American Tapestry: Weaving Together Past, Present, and Future
American Tapestry: Weaving Together Past, Present, and Future is a wide-ranging special initiative at the National Endowment for the Humanities (NEH) that leverages the humanities to strengthen our democracy, advance equity for all, and address our changing climate.
Today we face some of our greatest challenges as a nation: among them, sustaining our democratic institutions, building a more just and equitable society, and protecting our cultural inheritance from the effects of climate change. In response to these challenges, the National Endowment for the Humanities (NEH) is launching a new special initiative, American Tapestry: Weaving Together Past, Present, and Future, that leverages the humanities to strengthen our democracy, advance equity for all, and address our changing climate.
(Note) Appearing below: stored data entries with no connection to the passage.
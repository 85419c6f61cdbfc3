use std::collections::BTreeMap;

use reqwest::Method;

use super::transport::{HttpTransport, Transport};
use crate::config::MbpayConfig;
use crate::crypto_utils::RequestSigner;
use crate::error::{codes, MbpayResult};
use crate::models::{ApiResponse, FromData};

/// Entry point for every MBPay operation.
///
/// Networked calls go through `T`, which defaults to the signed
/// [`HttpTransport`]. The signer is kept alongside for the offline payment link.
pub struct MbpayClient<T = HttpTransport> {
    transport: T,
    signer: RequestSigner,
}

impl MbpayClient<HttpTransport> {
    pub fn new(config: &MbpayConfig) -> MbpayResult<Self> {
        Ok(Self {
            transport: HttpTransport::new(config)?,
            signer: RequestSigner::new(&config.app_id, &config.app_secret),
        })
    }
}

impl<T> MbpayClient<T> {
    pub fn with_transport(transport: T, signer: RequestSigner) -> Self {
        Self { transport, signer }
    }

    pub fn transport(&self) -> &T {
        &self.transport
    }

    pub fn signer(&self) -> &RequestSigner {
        &self.signer
    }
}

impl<T: Transport> MbpayClient<T> {
    /// POSTs `params` to `path` and coerces a successful response into `R`.
    pub(super) async fn call<R: FromData>(
        &self,
        path: &str,
        params: BTreeMap<String, String>,
    ) -> MbpayResult<R> {
        let response: ApiResponse = self.transport.do_request(Method::POST, path, params).await?;

        if !response.is_success() {
            tracing::warn!(
                path,
                code = response.code,
                kind = codes::describe(response.code).unwrap_or("unknown"),
                "MBPay business error: {}",
                response.message
            );
        }

        response.parse()
    }
}

impl<T> std::fmt::Debug for MbpayClient<T> {
    fn fmt(&self, f: &mut std::fmt::Formatter<'_>) -> std::fmt::Result {
        f.debug_struct("MbpayClient")
            .field("signer", &self.signer)
            .finish_non_exhaustive()
    }
}
mod client;
mod merchant;
mod orders;
mod payment_link;
mod transport;

pub use client::MbpayClient;
pub use merchant::{BALANCE_PATH, PAY_PATH};
pub use orders::{GENERATE_PAY_LINK_PATH, ORDER_INFO_PATH, PAY_ORDER_INFO_PATH};
pub use payment_link::{parse_payment_link, PAYMENT_LINK_PREFIX};
pub use transport::{HttpTransport, Transport};

use std::sync::Arc;

pub type SharedMbpayClient = Arc<MbpayClient>;

#[cfg(test)]
pub(crate) use transport::fake::FakeTransport;
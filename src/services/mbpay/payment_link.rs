use base64::{engine::general_purpose::STANDARD, Engine};
use validator::Validate;

use super::client::MbpayClient;
use crate::crypto_utils::signature::{generate_nonce, NONCE_LENGTH};
use crate::error::{MbpayError, MbpayResult};
use crate::models::{PaymentLinkPayload, PaymentLinkRequest};

pub const PAYMENT_LINK_PREFIX: &str = "mbpay://payorder?data=";

impl<T> MbpayClient<T> {
    /// Builds a signed `mbpay://payorder` link without contacting the API.
    pub fn generate_payment_link(&self, request: &PaymentLinkRequest) -> MbpayResult<String> {
        self.payment_link_at(request, chrono::Utc::now().timestamp())
    }

    /// Same as [`generate_payment_link`](Self::generate_payment_link) with an explicit
    /// current time in Unix seconds.
    pub fn payment_link_at(&self, request: &PaymentLinkRequest, now: i64) -> MbpayResult<String> {
        request.validate()?;

        let nonce = request
            .nonce
            .clone()
            .filter(|n| !n.is_empty())
            .unwrap_or_else(|| generate_nonce(NONCE_LENGTH));

        let mut payload = PaymentLinkPayload {
            app_id: self.signer().app_id().to_string(),
            expire: now.saturating_add(request.expire.saturating_mul(60)),
            nonce,
            order_no: request.order_no.clone(),
            amount: request.amount,
            subject: request.subject.clone(),
            notify_url: request.notify_url.clone().filter(|u| !u.is_empty()),
            sign: String::new(),
        };
        payload.sign = self.signer().sign(&payload.signing_params());

        let json = serde_json::to_string(&payload)?;
        let encoded = STANDARD.encode(json);

        Ok(format!("{}{}", PAYMENT_LINK_PREFIX, urlencoding::encode(&encoded)))
    }
}

/// Decodes a link produced by [`MbpayClient::generate_payment_link`].
pub fn parse_payment_link(link: &str) -> MbpayResult<PaymentLinkPayload> {
    let data = link
        .strip_prefix(PAYMENT_LINK_PREFIX)
        .ok_or_else(|| MbpayError::Validation("not an mbpay payment link".to_string()))?;

    let encoded = urlencoding::decode(data)
        .map_err(|e| MbpayError::Validation(format!("invalid link encoding: {}", e)))?;
    let json = STANDARD
        .decode(encoded.as_bytes())
        .map_err(|e| MbpayError::Validation(format!("invalid link data: {}", e)))?;

    Ok(serde_json::from_slice(&json)?)
}

#[cfg(test)]
mod tests {
    use super::*;
    use crate::crypto_utils::RequestSigner;

    fn client() -> MbpayClient<()> {
        MbpayClient::with_transport((), RequestSigner::new("app_1", "secret"))
    }

    fn request() -> PaymentLinkRequest {
        PaymentLinkRequest {
            order_no: "QR-1".to_string(),
            subject: "Coffee".to_string(),
            amount: 350,
            expire: 15,
            nonce: Some("fixednonce123456".to_string()),
            notify_url: None,
        }
    }

    #[test]
    fn test_payment_link_round_trip() {
        let client = client();
        let link = client.payment_link_at(&request(), 1_700_000_000).unwrap();
        assert!(link.starts_with(PAYMENT_LINK_PREFIX));
        assert!(!link[PAYMENT_LINK_PREFIX.len()..].contains('+'));

        let payload = parse_payment_link(&link).unwrap();
        assert_eq!(payload.app_id, "app_1");
        assert_eq!(payload.expire, 1_700_000_000 + 15 * 60);
        assert_eq!(payload.nonce, "fixednonce123456");
        assert_eq!(payload.amount, 350);
        assert_eq!(payload.notify_url, None);
        assert_eq!(payload.sign, client.signer().sign(&payload.signing_params()));
    }

    #[test]
    fn test_payment_link_signs_notify_url() {
        let client = client();
        let mut req = request();
        req.notify_url = Some("https://shop.example/notify".to_string());

        let payload = parse_payment_link(&client.payment_link_at(&req, 0).unwrap()).unwrap();
        let params = payload.signing_params();
        assert_eq!(params["notify_url"], "https://shop.example/notify");
        assert_eq!(payload.sign, client.signer().sign(&params));
    }

    #[test]
    fn test_payment_link_generates_nonce() {
        let mut req = request();
        req.nonce = None;

        let payload = parse_payment_link(&client().generate_payment_link(&req).unwrap()).unwrap();
        assert_eq!(payload.nonce.len(), NONCE_LENGTH);
    }

    #[test]
    fn test_payment_link_validation() {
        let mut req = request();
        req.expire = 0;
        let err = client().payment_link_at(&req, 0).unwrap_err();
        assert!(err.to_string().contains("expire must be greater than 0"));
    }

    #[test]
    fn test_parse_rejects_foreign_link() {
        assert!(parse_payment_link("https://example.com").is_err());
    }
}
pub mod mbpay;

pub use mbpay::{MbpayClient, SharedMbpayClient};
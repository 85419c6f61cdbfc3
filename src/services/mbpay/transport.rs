use std::collections::BTreeMap;
use std::sync::Arc;

use async_trait::async_trait;
use reqwest::{Client, Method, StatusCode};

use crate::config::MbpayConfig;
use crate::crypto_utils::RequestSigner;
use crate::error::{MbpayError, MbpayResult};
use crate::models::ApiResponse;

/// Performs one signed call and decodes the response envelope.
///
/// Implementations report network, status and decoding failures as errors and
/// hand back the envelope untouched otherwise; interpreting `code` is left to
/// the caller.
#[async_trait]
pub trait Transport: Send + Sync {
    async fn do_request(
        &self,
        method: Method,
        path: &str,
        params: BTreeMap<String, String>,
    ) -> MbpayResult<ApiResponse>;
}

#[async_trait]
impl<T: Transport + ?Sized> Transport for Arc<T> {
    async fn do_request(
        &self,
        method: Method,
        path: &str,
        params: BTreeMap<String, String>,
    ) -> MbpayResult<ApiResponse> {
        (**self).do_request(method, path, params).await
    }
}

#[derive(Clone)]
pub struct HttpTransport {
    http_client: Client,
    base_url: String,
    signer: RequestSigner,
}

impl HttpTransport {
    pub fn new(config: &MbpayConfig) -> MbpayResult<Self> {
        let http_client = Client::builder().timeout(config.timeout()).build()?;

        Ok(Self {
            http_client,
            base_url: config.normalized_base_url().to_string(),
            signer: RequestSigner::new(&config.app_id, &config.app_secret),
        })
    }

    pub fn base_url(&self) -> &str {
        &self.base_url
    }

    async fn handle_response(
        &self,
        path: &str,
        response: reqwest::Response,
    ) -> MbpayResult<ApiResponse> {
        let status = response.status();
        let body = response.text().await?;

        if status != StatusCode::OK {
            tracing::error!("MBPay HTTP error on {}: {} - {}", path, status, body);
            return Err(MbpayError::HttpStatus(status.as_u16()));
        }

        serde_json::from_str(&body).map_err(|e| {
            tracing::error!("Failed to parse MBPay response: {} - Body: {}", e, body);
            MbpayError::Serialization(e)
        })
    }
}

#[async_trait]
impl Transport for HttpTransport {
    async fn do_request(
        &self,
        method: Method,
        path: &str,
        params: BTreeMap<String, String>,
    ) -> MbpayResult<ApiResponse> {
        let url = format!("{}{}", self.base_url, path);
        let params = self
            .signer
            .sign_request(params, chrono::Utc::now().timestamp());

        tracing::debug!(method = %method, path, "Sending MBPay request");

        let request = if method == Method::GET {
            self.http_client.get(&url).query(&params)
        } else {
            self.http_client.request(method, &url).form(&params)
        };

        let response = request.send().await.map_err(|e| {
            tracing::error!("MBPay request to {} failed: {}", path, e);
            MbpayError::HttpClient(e)
        })?;

        self.handle_response(path, response).await
    }
}
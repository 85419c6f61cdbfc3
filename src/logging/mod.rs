//! Tracing subscriber setup for binaries embedding the client.
//!
//! The library itself only emits `tracing` events and never installs a subscriber.

use tracing_subscriber::{
    fmt::{self, format::FmtSpan},
    layer::SubscriberExt,
    util::SubscriberInitExt,
    EnvFilter,
};

const DEFAULT_FILTER: &str = "info,mbpay=debug";
const DEV_FILTER: &str = "debug,mbpay=trace";

#[derive(Debug, Clone, Copy, PartialEq, Eq)]
pub enum LogFormat {
    Json,
    Pretty,
}

impl LogFormat {
    /// `MBPAY_LOG_FORMAT=pretty` selects human readable output, anything else JSON.
    pub fn from_env() -> Self {
        match std::env::var("MBPAY_LOG_FORMAT") {
            Ok(value) => Self::parse(&value),
            Err(_) => LogFormat::Json,
        }
    }

    fn parse(value: &str) -> Self {
        if value.eq_ignore_ascii_case("pretty") {
            LogFormat::Pretty
        } else {
            LogFormat::Json
        }
    }
}

/// Initialize tracing subscriber for structured (JSON) logging
pub fn init_tracing() {
    install(LogFormat::Json, DEFAULT_FILTER);
}

/// Initialize tracing for development (pretty printed)
pub fn init_tracing_dev() {
    install(LogFormat::Pretty, DEV_FILTER);
}

/// Picks [`init_tracing`] or [`init_tracing_dev`] from `MBPAY_LOG_FORMAT`.
pub fn init_tracing_from_env() {
    match LogFormat::from_env() {
        LogFormat::Json => init_tracing(),
        LogFormat::Pretty => init_tracing_dev(),
    }
}

// `RUST_LOG` wins over the fallback filter.
fn install(format: LogFormat, fallback_filter: &str) {
    let env_filter =
        EnvFilter::try_from_default_env().unwrap_or_else(|_| EnvFilter::new(fallback_filter));

    let registry = tracing_subscriber::registry().with(env_filter);

    match format {
        LogFormat::Json => registry
            .with(
                fmt::layer()
                    .with_target(true)
                    .with_span_events(FmtSpan::CLOSE)
                    .json(),
            )
            .init(),
        LogFormat::Pretty => registry
            .with(fmt::layer().with_target(true).pretty())
            .init(),
    }
}

#[cfg(test)]
mod tests {
    use super::*;

    #[test]
    fn test_parse_format() {
        assert_eq!(LogFormat::parse("pretty"), LogFormat::Pretty);
        assert_eq!(LogFormat::parse("PRETTY"), LogFormat::Pretty);
        assert_eq!(LogFormat::parse("json"), LogFormat::Json);
        assert_eq!(LogFormat::parse(""), LogFormat::Json);
    }

    #[test]
    fn test_fallback_filters_parse() {
        assert!(DEFAULT_FILTER.parse::<EnvFilter>().is_ok());
        assert!(DEV_FILTER.parse::<EnvFilter>().is_ok());
    }
}
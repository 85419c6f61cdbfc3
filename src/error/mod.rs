use thiserror::Error;

/// Business error codes returned in the `code` field of every MBPay response.
pub mod codes {
    pub const SUCCESS: i64 = 0;
    pub const APP_ID_EMPTY: i64 = 12000;
    pub const SIGN_EMPTY: i64 = 12001;
    pub const TIMESTAMP_EMPTY: i64 = 12002;
    pub const MERCHANT_NOT_EXISTS: i64 = 12003;
    pub const SIGN_ERROR: i64 = 12005;
    pub const PARAM_ERROR: i64 = 12006;
    pub const MERCHANT_NOT_EXISTS_2: i64 = 12007;
    pub const MERCHANT_STATUS_ERROR: i64 = 12008;
    pub const MERCHANT_NOT_EXISTS_3: i64 = 12009;
    pub const INSUFFICIENT_BALANCE: i64 = 12010;
    /// Order number already used, or the receiving address was not found.
    pub const ORDER_EXISTS_OR_ADDR_NOT_FOUND: i64 = 12011;
    pub const SYSTEM_ERROR: i64 = 12012;
    pub const ORDER_NO_EMPTY: i64 = 12013;
    pub const ORDER_NOT_FOUND: i64 = 12014;

    /// Short description of a known code, for log lines.
    pub fn describe(code: i64) -> Option<&'static str> {
        let text = match code {
            SUCCESS => "success",
            APP_ID_EMPTY => "app_id is empty",
            SIGN_EMPTY => "sign is empty",
            TIMESTAMP_EMPTY => "timestamp is empty",
            MERCHANT_NOT_EXISTS | MERCHANT_NOT_EXISTS_2 | MERCHANT_NOT_EXISTS_3 => {
                "merchant does not exist"
            }
            SIGN_ERROR => "signature mismatch",
            PARAM_ERROR => "parameter error",
            MERCHANT_STATUS_ERROR => "merchant status error",
            INSUFFICIENT_BALANCE => "insufficient balance",
            ORDER_EXISTS_OR_ADDR_NOT_FOUND => "order exists or address not found",
            SYSTEM_ERROR => "system error",
            ORDER_NO_EMPTY => "order_no is empty",
            ORDER_NOT_FOUND => "order not found",
            _ => return None,
        };
        Some(text)
    }
}

#[derive(Error, Debug)]
pub enum MbpayError {
    // Caller input rejected before any request is sent
    #[error("Validation error: {0}")]
    Validation(String),

    // Non-zero response code
    #[error("MBPay API Error [{code}]: {message}")]
    Api { code: i64, message: String },

    // Response data missing a required field or carrying an unexpected type
    #[error("invalid {0} format in response")]
    InvalidFormat(String),

    // HTTP errors
    #[error("HTTP status {0}")]
    HttpStatus(u16),

    #[error("HTTP client error: {0}")]
    HttpClient(#[from] reqwest::Error),

    // Serialization errors
    #[error("Serialization error: {0}")]
    Serialization(#[from] serde_json::Error),

    // Configuration errors
    #[error("Configuration error: {0}")]
    Config(#[from] config::ConfigError),
}

impl MbpayError {
    pub fn api(code: i64, message: impl Into<String>) -> Self {
        MbpayError::Api {
            code,
            message: message.into(),
        }
    }

    pub fn invalid_format(field: &str) -> Self {
        MbpayError::InvalidFormat(field.to_string())
    }

    /// Vendor code of a business error, `None` for every other kind.
    pub fn code(&self) -> Option<i64> {
        match self {
            MbpayError::Api { code, .. } => Some(*code),
            _ => None,
        }
    }

    /// True for failures raised before the request left the process.
    pub fn is_validation(&self) -> bool {
        matches!(self, MbpayError::Validation(_))
    }

    /// True for network, HTTP status and body decoding failures.
    pub fn is_transport(&self) -> bool {
        matches!(
            self,
            MbpayError::HttpStatus(_) | MbpayError::HttpClient(_) | MbpayError::Serialization(_)
        )
    }
}

impl From<validator::ValidationErrors> for MbpayError {
    fn from(errors: validator::ValidationErrors) -> Self {
        let mut messages: Vec<String> = errors
            .field_errors()
            .into_iter()
            .flat_map(|(field, errs)| {
                errs.iter().map(move |e| match &e.message {
                    Some(msg) => msg.to_string(),
                    None => format!("{} is invalid", field),
                })
            })
            .collect();
        messages.sort();
        MbpayError::Validation(messages.join("; "))
    }
}

pub type MbpayResult<T> = Result<T, MbpayError>;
NEH’s American Tapestry initiative takes its inspiration from the agency’s 1965 founding legislation and the goals it sets forth for NEH: “a better understanding of the past, a better analysis of the present, and a better view of the future.” NEH is the only federal agency dedicated to funding the humanities, which include history, philosophy, literature, language, culture, government, and the humanistic social sciences. Core to NEH’s mission are programs that support the fundamental building blocks of American civil society, helping us to strengthen civic engagement, examine the human condition, preserve our cultural heritage, and foster mutual respect for diverse beliefs and cultures.
“As Americans we are the inheritors of a uniquely rich and vibrant history, a magnificent tapestry of diverse cultures, beliefs, experiences, and intellectual movements, bound together by the warp and weft of American ideals of progress and opportunity,” said NEH Chair Shelly C. Lowe (Navajo). “NEH’s new agency-wide initiative, American Tapestry, draws upon the insights of the humanities to help us connect the American future with the American past, and cherish this inheritance for future generations by providing funding for humanities-based programs that foster a thriving democracy, expand opportunity and access for all Americans, and help us understand our relationship to the natural world.”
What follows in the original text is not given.